Jeers and cheers as Cheney gets the boot in Wyoming

by Chris Lange

Chris Lange, FISM News

 

The message Wyoming voters sent to Trump critic Liz Cheney Tuesday was loud and clear: “Pack your bags!”

The Republican congresswoman lost her bid for a fourth term in a punishing defeat by challenger Harriet Hageman in what many view as a repudiation of Cheney’s relentless campaign to take down former President Donald Trump.

Hageman, a lawyer endorsed by Trump in the race, easily landed the GOP nomination with 66.3% of reported votes to Cheney’s 28.9%, a difference of more than 63,000 votes in a state with a voting-age population of less than 447,000.

The staggering defeat reflects Cheney’s rapid descent from favored heiress to a powerful political dynasty, as the daughter of former Vice President Dick Cheney, to a loathed pariah among Trump’s loyal band of supporters over her withering criticisms of the 45th president.

Cheney is one of 10 Republicans who voted to impeach Trump and is a key figure in the Jan. 6 Select Panel investigation into Trump’s alleged role in the 2021 Capitol breach. 

Trump cheered his nemesis’ loss as “a wonderful result for America.”

Trump took to social media to congratulate Hageman on her victory, calling Cheney’s brutal loss “a wonderful result for America, and a complete rebuke of the Unselect Committee of political hacks and thugs” on his Truth Social account.

The former president referred to Cheney as “a fool who played right into the hands of those who want to destroy our country,” adding, “now she can disappear into the depths of political oblivion where, I’m sure, she will be much happier than she is right now.” 

Cheney vowed to keep going after Trump in her concession speech while hinting that her future in politics isn’t over. 

“Our nation is barreling again toward crisis, lawlessness, and violence,” Cheney said. “No American should support election deniers.” 

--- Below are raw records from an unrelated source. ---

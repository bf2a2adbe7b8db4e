/********************************************************************************
 * Copyright (c) 2026 Contributors to the Eclipse Foundation
 *
 * See the NOTICE file(s) distributed with this work for additional
 * information regarding copyright ownership.
 *
 * This program and the accompanying materials are made available under the
 * terms of the Apache License Version 2.0 which is available at
 * https://www.apache.org/licenses/LICENSE-2.0
 *
 * SPDX-License-Identifier: Apache-2.0
 ********************************************************************************/

//! Canonical structured field keys and value-format helpers.

use crate::codec::BrokerAddress;
use std::collections::HashSet;

pub const EVENT: &str = "event";
pub const COMPONENT: &str = "component";
pub const ROUTER_ID: &str = "router_id";

pub const DEVICE: &str = "device";
pub const GATEWAY: &str = "gateway";
pub const BROKER: &str = "broker";
pub const BROKERS: &str = "brokers";

pub const CLASS: &str = "class";
pub const KIND: &str = "kind";
pub const REASON: &str = "reason";
pub const ERR: &str = "err";

pub const NONE: &str = "none";
pub const REASON_ADAPTER_ERROR: &str = "adapter_error";
pub const REASON_ADAPTER_TIMEOUT: &str = "adapter_timeout";
pub const REASON_ALL_REJECTED: &str = "all_rejected";
pub const REASON_ALREADY_CONNECTED: &str = "already_connected";
pub const REASON_NO_ACCEPTING_BROKER: &str = "no_accepting_broker";

/// Formats a broker set as a stable, comma-joined list for log fields.
pub fn format_broker_set(brokers: &HashSet<BrokerAddress>) -> String {
    if brokers.is_empty() {
        return NONE.to_string();
    }
    let mut sorted: Vec<&str> = brokers.iter().map(BrokerAddress::as_str).collect();
    sorted.sort_unstable();
    sorted.join(",")
}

The congresswoman declared that it was her integrity that cost her the election.  She said that she would have easily won Tuesday’s election if she had been willing to go along with Trump’s “ongoing efforts to unravel our democratic system and attack the foundations of our republic,” adding, “That was a path I could not and would not take.”

At one point, Cheney drew a comparison of her fight to bring about Trump’s political downfall to Abraham Lincoln’s preservation of the Union at the close of the Civil War in a statement that appeared to also hint at her future political aspirations.

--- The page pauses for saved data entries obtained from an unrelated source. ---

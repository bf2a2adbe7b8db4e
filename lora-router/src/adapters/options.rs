/********************************************************************************
 * Copyright (c) 2026 Contributors to the Eclipse Foundation
 *
 * See the NOTICE file(s) distributed with this work for additional
 * information regarding copyright ownership.
 *
 * This program and the accompanying materials are made available under the
 * terms of the Apache License Version 2.0 which is available at
 * https://www.apache.org/licenses/LICENSE-2.0
 *
 * SPDX-License-Identifier: Apache-2.0
 ********************************************************************************/

//! Validated listen configuration for adapter collaborators.

use crate::error::RouterError;
use serde::{Deserialize, Serialize};
use std::net::SocketAddr;
use std::time::Duration;

fn default_connection_timeout_ms() -> u64 {
    5_000
}

/// Configuration an adapter needs before accepting inbound traffic.
///
/// Invalid combinations fail at [`validate`](Self::validate), before any
/// traffic is accepted, never at first use.
#[derive(Clone, Debug, Deserialize, Serialize)]
#[serde(deny_unknown_fields)]
pub struct ListenOptions {
    /// Endpoint the adapter binds to, as `host:port`.
    pub bind_endpoint: String,
    /// Upper bound on one inbound connection handshake.
    #[serde(default = "default_connection_timeout_ms")]
    pub connection_timeout_ms: u64,
    /// Credentials presented to the remote side, when the transport needs
    /// them.
    #[serde(default)]
    pub credentials: Option<Credentials>,
}

#[derive(Clone, Debug, Deserialize, Serialize)]
#[serde(deny_unknown_fields)]
pub struct Credentials {
    pub username: String,
    pub api_key: String,
}

impl ListenOptions {
    pub fn new(bind_endpoint: impl Into<String>) -> Self {
        Self {
            bind_endpoint: bind_endpoint.into(),
            connection_timeout_ms: default_connection_timeout_ms(),
            credentials: None,
        }
    }

    /// Parses options from a JSON5 document and validates them.
    pub fn from_json5(contents: &str) -> Result<Self, RouterError> {
        let options: ListenOptions = json5::from_str(contents)
            .map_err(|err| RouterError::BadOptions(err.to_string()))?;
        options.validate()?;
        Ok(options)
    }

    /// Rejects unusable configuration with `BadOptions`.
    pub fn validate(&self) -> Result<(), RouterError> {
        if self.bind_endpoint.parse::<SocketAddr>().is_err() {
            return Err(RouterError::BadOptions(format!(
                "bind endpoint is not a socket address: {}",
                self.bind_endpoint
            )));
        }
        if self.connection_timeout_ms == 0 {
            return Err(RouterError::BadOptions(
                "connection timeout must be non-zero".to_string(),
            ));
        }
        if let Some(credentials) = &self.credentials {
            if credentials.username.is_empty() || credentials.api_key.is_empty() {
                return Err(RouterError::BadOptions(
                    "credentials must carry a username and an api key".to_string(),
                ));
            }
        }
        Ok(())
    }

    pub fn connection_timeout(&self) -> Duration {
        Duration::from_millis(self.connection_timeout_ms)
    }
}

#[cfg(test)]
mod tests {
    use super::{Credentials, ListenOptions};
    use crate::error::RouterErrorKind;

    #[test]
    fn default_options_on_a_socket_address_validate() {
        let options = ListenOptions::new("0.0.0.0:1700");

        assert!(options.validate().is_ok());
    }

    #[test]
    fn non_socket_bind_endpoint_is_rejected() {
        let options = ListenOptions::new("not-an-endpoint");

        let err = options.validate().expect_err("should reject");
        assert_eq!(err.kind(), RouterErrorKind::BadOptions);
    }

    #[test]
    fn zero_timeout_is_rejected() {
        let mut options = ListenOptions::new("127.0.0.1:1700");
        options.connection_timeout_ms = 0;

        let err = options.validate().expect_err("should reject");
        assert_eq!(err.kind(), RouterErrorKind::BadOptions);
    }

    #[test]
    fn blank_credentials_are_rejected() {
        let mut options = ListenOptions::new("127.0.0.1:1700");
        options.credentials = Some(Credentials {
            username: "router".to_string(),
            api_key: String::new(),
        });

        let err = options.validate().expect_err("should reject");
        assert_eq!(err.kind(), RouterErrorKind::BadOptions);
    }

    #[test]
    fn json5_document_parses_and_validates() {
        let options = ListenOptions::from_json5(
            r#"{
                bind_endpoint: "0.0.0.0:1700",
                connection_timeout_ms: 2500,
                credentials: { username: "router", api_key: "secret" },
            }"#,
        )
        .expect("document should parse");

        assert_eq!(options.bind_endpoint, "0.0.0.0:1700");
        assert_eq!(options.connection_timeout().as_millis(), 2500);
    }

    #[test]
    fn unknown_fields_fail_before_any_traffic() {
        let err = ListenOptions::from_json5(
            r#"{ bind_endpoint: "0.0.0.0:1700", frame_size: 512 }"#,
        )
        .expect_err("unknown field should reject");

        assert_eq!(err.kind(), RouterErrorKind::BadOptions);
    }

    #[test]
    fn options_round_trip_through_serde_json() {
        let options = ListenOptions::new("10.0.0.1:1700");
        let encoded = serde_json::to_string(&options).expect("options serialize");
        let decoded: ListenOptions = serde_json::from_str(&encoded).expect("options deserialize");

        assert_eq!(decoded.bind_endpoint, options.bind_endpoint);
        assert_eq!(decoded.connection_timeout_ms, options.connection_timeout_ms);
    }
}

“The great and original champion of our party, Abraham Lincoln, was defeated in elections for the Senate and the House before he won the most important election of all,” Cheney began. “Lincoln ultimately prevailed, he saved our Union and he defined our obligation as Americans for all of history. Speaking at Gettysburg of the great task remaining before us, Lincoln said, ‘That we here highly resolve that these dead shall not have died in vain. That this nation under God shall have a new birth of freedom and a government of the people, by the people and for the people shall not perish from this earth.’”

Many Republicans and conservative commentators ridiculed Cheney’s remarks. Rep. Lauren Boebert (R-Colo.) easily turned Cheney’s Lincoln comparison on its head.

Hageman referred to her victory as proof that Cheney was out of step with the state.

“By our vote today, Wyoming has put the elites on notice: We are no longer going to tolerate representatives who don’t represent us,” Hageman said in prepared remarks declaring victory.

“Wyoming has spoken on behalf of everyone who is concerned that the game is becoming more and more rigged against them. And what Wyoming has shown today is that while it may not be easy, we can dislodge entrenched politicians who believe they have risen above the people they are supposed to represent and serve.”

In addition to Trump, several other prominent Republicans also found themselves in celebratory moods following Cheney’s defeat.

New York GOP Rep. Elise Stefanik, who took over as chair of the House Republican Conference after Cheney was booted from the position, called her defeat a “massive victory” in a statement shared on social media.

Rep. Claudia Tenney (R-N.Y.) took to Twitter to call Cheney out over her post-election remarks.

“Breathtakingly arrogant speech by loser Liz Cheney,” the congresswoman wrote. “Orchestrating show trials contrary to safeguards guaranteed by the Bill of Rights is not Lincolnesque. On the contrary, Cheney’s actions mirror precisely the authoritarianism our founders fought valiantly against.”

Hageman will go head-to-head with Wyoming’s Democratic congressional nominee, Lynnette Grey Bull, in November’s general election.